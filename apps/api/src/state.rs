use std::sync::Arc;

use crate::analysis::analyzer::StructuredAnalyzer;
use crate::config::Config;
use crate::github::ProfileFetcher;

/// Shared application state injected into all route handlers via Axum
/// extractors. Both collaborators are stateless and shared read-only across
/// concurrent requests; per-request pipeline state stays local to the
/// invocation.
#[derive(Clone)]
pub struct AppState {
    /// Profile fetcher behind a trait object so tests can swap in a mock.
    pub fetcher: Arc<dyn ProfileFetcher>,
    pub analyzer: StructuredAnalyzer,
    pub config: Config,
}
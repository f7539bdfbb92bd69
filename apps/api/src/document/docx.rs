//! DOC/DOCX text extraction via `docx-rs`.

use docx_rs::{read_docx, DocumentChild, ParagraphChild, RunChild};
use tracing::debug;

use super::ExtractionError;

/// Decodes a paragraph-structured Word document and concatenates paragraph
/// text in document order, newline-separated.
pub fn extract(bytes: &[u8]) -> Result<String, ExtractionError> {
    let docx = read_docx(bytes).map_err(|e| ExtractionError::Unreadable(e.to_string()))?;

    let mut paragraphs = Vec::new();
    for child in &docx.document.children {
        if let DocumentChild::Paragraph(paragraph) = child {
            let mut line = String::new();
            for para_child in &paragraph.children {
                if let ParagraphChild::Run(run) = para_child {
                    for run_child in &run.children {
                        if let RunChild::Text(text) = run_child {
                            line.push_str(&text.text);
                        }
                    }
                }
            }
            paragraphs.push(line);
        }
    }

    debug!(paragraph_count = paragraphs.len(), "DOCX decoded");
    Ok(paragraphs.join("\n"))
}

#[cfg(test)]
pub(crate) mod tests {
    use super::*;
    use docx_rs::{Docx, Paragraph, Run};

    /// Builds an in-memory DOCX with one paragraph per input line.
    pub(crate) fn docx_bytes(text: &str) -> Vec<u8> {
        let mut docx = Docx::new();
        for line in text.lines() {
            docx = docx.add_paragraph(Paragraph::new().add_run(Run::new().add_text(line)));
        }
        let mut cursor = std::io::Cursor::new(Vec::new());
        docx.build().pack(&mut cursor).expect("pack docx");
        cursor.into_inner()
    }

    #[test]
    fn test_paragraphs_concatenate_in_document_order() {
        let bytes = docx_bytes("alpha\nbeta\ngamma");
        let text = extract(&bytes).unwrap();
        let alpha = text.find("alpha").unwrap();
        let beta = text.find("beta").unwrap();
        let gamma = text.find("gamma").unwrap();
        assert!(alpha < beta && beta < gamma);
    }

    #[test]
    fn test_empty_docx_extracts_empty_text() {
        let bytes = docx_bytes("");
        let text = extract(&bytes).unwrap();
        assert!(text.trim().is_empty());
    }

    #[test]
    fn test_invalid_archive_is_unreadable() {
        let result = extract(b"\x00\x01\x02\x03");
        assert!(matches!(result, Err(ExtractionError::Unreadable(_))));
    }
}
★ ★ ★ ★ ★ ★ ★
If a line comes after the one that contains "paragraphs.push(line);", leave it out; return every line of the entries up to that point exactly, starting with the first, with that line included.

filename apps/api/src/state.rs
use std::sync::Arc;

use crate::analysis::analyzer::StructuredAnalyzer;
use crate::config::Config;
use crate::github::ProfileFetcher;

/// Shared application state injected into all route handlers via Axum
/// extractors. Both collaborators are stateless and shared read-only across
/// concurrent requests; per-request pipeline state stays local to the
/// invocation.
#[derive(Clone)]
pub struct AppState {
    /// Profile fetcher behind a trait object so tests can swap in a mock.
    pub fetcher: Arc<dyn ProfileFetcher>,
    pub analyzer: StructuredAnalyzer,
    pub config: Config,
}
repository f7539bdfbb92bd69
filename apps/api/src/document/docx.rs
//! DOC/DOCX text extraction via `docx-rs`.

use docx_rs::{read_docx, DocumentChild, ParagraphChild, RunChild};
use tracing::debug;

use super::ExtractionError;

/// Decodes a paragraph-structured Word document and concatenates paragraph
/// text in document order, newline-separated.
pub fn extract(bytes: &[u8]) -> Result<String, ExtractionError> {
    let docx = read_docx(bytes).map_err(|e| ExtractionError::Unreadable(e.to_string()))?;

    let mut paragraphs = Vec::new();
    for child in &docx.document.children {
        if let DocumentChild::Paragraph(paragraph) = child {
            let mut line = String::new();
            for para_child in &paragraph.children {
                if let ParagraphChild::Run(run) = para_child {
                    for run_child in &run.children {
                        if let RunChild::Text(text) = run_child {
                            line.push_str(&text.text);
                        }
                    }
                }
            }
            paragraphs.push(line);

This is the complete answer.